What is required
Read through the lines below for the string "pval" and copy each one that has it.

Input data
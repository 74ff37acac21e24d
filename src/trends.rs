/// Trend run driver: writes one variable's artifact trees from collocated
/// station series.
///
/// The statistics themselves come from a [`TrendEngine`]; this module owns the
/// output layout. A run clears the variable's previous output in both trees,
/// then rewrites per-station series, trend-window series, the sitemeta table
/// and both trend tables.

use std::collections::BTreeMap;
use std::path::Path;

use crate::config::TrendsConfig;
use crate::logging::{self, Component};
use crate::model::{AnalysisPeriod, OutputTree, Resolution, StationMeta, SubKey, TrendRow, TrendsError};
use crate::periods::{self, ReadWindow};
use crate::retention;
use crate::store::naming::{StationSeriesName, TrendSeriesName};
use crate::store::series::{self, TimeSeries};
use crate::store::{self, tables};
use crate::variables::{self, Variable};

/// Season label used for percentile trends.
pub const ALL_SEASON: &str = "all";

// ---------------------------------------------------------------------------
// Engine contract
// ---------------------------------------------------------------------------

/// Sampling frequency of a series handed to the engine.
#[derive(Debug, Clone, Copy, PartialEq, Eq)]
pub enum SeriesFrequency {
    Monthly,
    Yearly,
}

/// Output of one trend computation.
///
/// Statistics are `None` when the engine found too few years in the window.
#[derive(Debug, Clone, PartialEq, Default)]
pub struct TrendResult {
    pub period: String,
    pub season: String,
    /// Relative trend in %/yr.
    pub trend_pct: Option<f64>,
    pub trend_pct_err: Option<f64>,
    /// Regression value at the window start.
    pub yoffs: Option<f64>,
    pub slope: Option<f64>,
    pub slope_err: Option<f64>,
    pub num_yrs: Option<f64>,
    pub pval: Option<f64>,
    /// Yearly series the trend was fitted on, if any.
    pub data: Option<TimeSeries>,
}

pub trait TrendEngine {
    fn compute_trend(
        &self,
        series: &TimeSeries,
        frequency: SeriesFrequency,
        period: &AnalysisPeriod,
        season: &str,
    ) -> TrendResult;
}

// ---------------------------------------------------------------------------
// Inputs and outputs
// ---------------------------------------------------------------------------

/// Collocated data for one station.
#[derive(Debug, Clone, PartialEq)]
pub struct StationRecord {
    /// `var` and `freq` are filled in by the run.
    pub meta: StationMeta,
    pub obs: TimeSeries,
    pub model: TimeSeries,
    /// Daily variables only: yearly (obs, model) series per percentile.
    pub percentile_series: BTreeMap<u8, (TimeSeries, TimeSeries)>,
}

#[derive(Debug, Clone, Default, PartialEq)]
pub struct RunSummary {
    pub variable: String,
    pub stations_written: usize,
    pub stations_skipped: Vec<String>,
    /// Rows per trend table (both tables have the same count).
    pub trend_rows: usize,
    pub trend_files: usize,
}

// ---------------------------------------------------------------------------
// Driver
// ---------------------------------------------------------------------------

pub struct TrendRun<'a, E: TrendEngine> {
    config: &'a TrendsConfig,
    variable: &'static Variable,
    engine: &'a E,
}

impl<'a, E: TrendEngine> TrendRun<'a, E> {
    /// Fails with `InvalidConfiguration` before any I/O if the variable is
    /// unregistered or not active, or the configuration is unusable.
    pub fn new(config: &'a TrendsConfig, variable: &str, engine: &'a E) -> Result<Self, TrendsError> {
        config.validate()?;
        let variable = variables::find_variable(variable).ok_or_else(|| {
            TrendsError::InvalidConfiguration(format!("variable '{}' is not registered", variable))
        })?;
        if !config.is_active(variable.name) {
            return Err(TrendsError::InvalidConfiguration(format!(
                "variable '{}' is not in the active registry",
                variable.name
            )));
        }
        Ok(Self { config, variable, engine })
    }

    pub fn variable(&self) -> &'static str {
        self.variable.name
    }

    /// Replaces the variable's output in `repo` with artifacts for `stations`.
    pub fn run(&self, repo: &Path, stations: &[StationRecord]) -> Result<RunSummary, TrendsError> {
        let name = self.variable.name;
        let resolution = self.variable.resolution;
        let window = periods::read_window(&self.config.periods)?;
        logging::info(
            Component::Trends,
            Some(name),
            &format!(
                "Computing trends for {} station(s), reading {} to {}",
                stations.len(),
                window.start_year,
                window.stop_year
            ),
        );

        retention::clear_variable(repo, name)?;

        let mut summary = RunSummary {
            variable: name.to_string(),
            ..RunSummary::default()
        };
        let mut sitemeta = Vec::new();
        let mut rows: BTreeMap<OutputTree, Vec<TrendRow>> = BTreeMap::new();

        for station in stations {
            let station_id = station.meta.station_id.as_str();
            let Some((obs, model)) = slice_station(station, &window) else {
                logging::debug(
                    Component::Trends,
                    Some(name),
                    &format!("{} has no observations in the read window, skipped", station_id),
                );
                summary.stations_skipped.push(station_id.to_string());
                continue;
            };

            let file_name = StationSeriesName::new(name, station_id, resolution).file_name();
            series::write_series(&store::data_dir(repo, OutputTree::Obs, name).join(&file_name), name, &obs)?;
            series::write_series(&store::data_dir(repo, OutputTree::Mod, name).join(&file_name), name, &model)?;

            let mut meta = station.meta.clone();
            meta.var = name.to_string();
            meta.freq = resolution.tag().to_string();

            match resolution {
                Resolution::Monthly => {
                    for period in &self.config.periods {
                        for season in &self.config.seasons {
                            let sub_key = SubKey::Season(season.clone());
                            let pair = (&obs, &model);
                            self.trend_pair(repo, &meta, pair, SeriesFrequency::Monthly, period, &sub_key, &mut rows, &mut summary)?;
                        }
                    }
                }
                Resolution::Daily => {
                    for percentile in &self.config.percentiles {
                        let Some((obs_yearly, mod_yearly)) = station.percentile_series.get(percentile) else {
                            continue;
                        };
                        if obs_yearly.is_all_missing() {
                            continue;
                        }
                        let sub_key = SubKey::Percentile(*percentile);
                        for period in &self.config.periods {
                            let pair = (obs_yearly, mod_yearly);
                            self.trend_pair(repo, &meta, pair, SeriesFrequency::Yearly, period, &sub_key, &mut rows, &mut summary)?;
                        }
                    }
                }
            }

            sitemeta.push(meta);
            summary.stations_written += 1;
        }

        tables::write_sitemeta(&store::sitemeta_path(repo, name), &sitemeta)?;
        for tree in OutputTree::ALL {
            let tree_rows = rows.get(&tree).map(Vec::as_slice).unwrap_or(&[]);
            tables::write_trend_table(&store::trend_table_path(repo, tree, name), tree_rows, resolution)?;
        }
        summary.trend_rows = rows.get(&OutputTree::Obs).map_or(0, Vec::len);

        logging::info(
            Component::Trends,
            Some(name),
            &format!(
                "Wrote {} station(s), {} trend row(s), {} trend file(s); skipped {}",
                summary.stations_written,
                summary.trend_rows,
                summary.trend_files,
                summary.stations_skipped.len()
            ),
        );
        Ok(summary)
    }

    /// Computes the obs and model trend for one key and records the result in
    /// both trees.
    #[allow(clippy::too_many_arguments)]
    fn trend_pair(
        &self,
        repo: &Path,
        meta: &StationMeta,
        (obs, model): (&TimeSeries, &TimeSeries),
        frequency: SeriesFrequency,
        period: &AnalysisPeriod,
        sub_key: &SubKey,
        rows: &mut BTreeMap<OutputTree, Vec<TrendRow>>,
        summary: &mut RunSummary,
    ) -> Result<(), TrendsError> {
        let name = self.variable.name;
        let season = match sub_key {
            SubKey::Season(label) => label.as_str(),
            SubKey::Percentile(_) => ALL_SEASON,
        };
        let percentile = match sub_key {
            SubKey::Percentile(p) => Some(*p),
            SubKey::Season(_) => None,
        };

        for (tree, series) in [(OutputTree::Obs, obs), (OutputTree::Mod, model)] {
            let result = self.engine.compute_trend(series, frequency, period, season);
            rows.entry(tree).or_default().push(TrendRow {
                var: name.to_string(),
                station_id: meta.station_id.clone(),
                period: period.label(),
                season: season.to_string(),
                trend_pct: result.trend_pct,
                trend_pct_err: result.trend_pct_err,
                yoffs: result.yoffs,
                slope: result.slope,
                slope_err: result.slope_err,
                num_yrs: result.num_yrs,
                pval: result.pval,
                unit: meta.unit.clone(),
                percentile,
            });

            if let Some(data) = &result.data {
                let file_name = TrendSeriesName::new(name, &meta.station_id, period, sub_key.clone()).file_name();
                series::write_series(&store::data_dir(repo, tree, name).join(file_name), name, data)?;
                summary.trend_files += 1;
            }
        }
        Ok(())
    }
}

/// Slices both series to the read window and masks the model wherever the
/// observation is missing. `None` if nothing was observed in the window.
fn slice_station(station: &StationRecord, window: &ReadWindow) -> Option<(TimeSeries, TimeSeries)> {
    let obs = station.obs.within(window);
    if obs.is_all_missing() {
        return None;
    }
    let mut model = station.model.within(window);
    model.mask_where_missing(&obs);
    Some((obs, model))
}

Answer to the problem
    pub pval: Option<f64>,
                pval: result.pval,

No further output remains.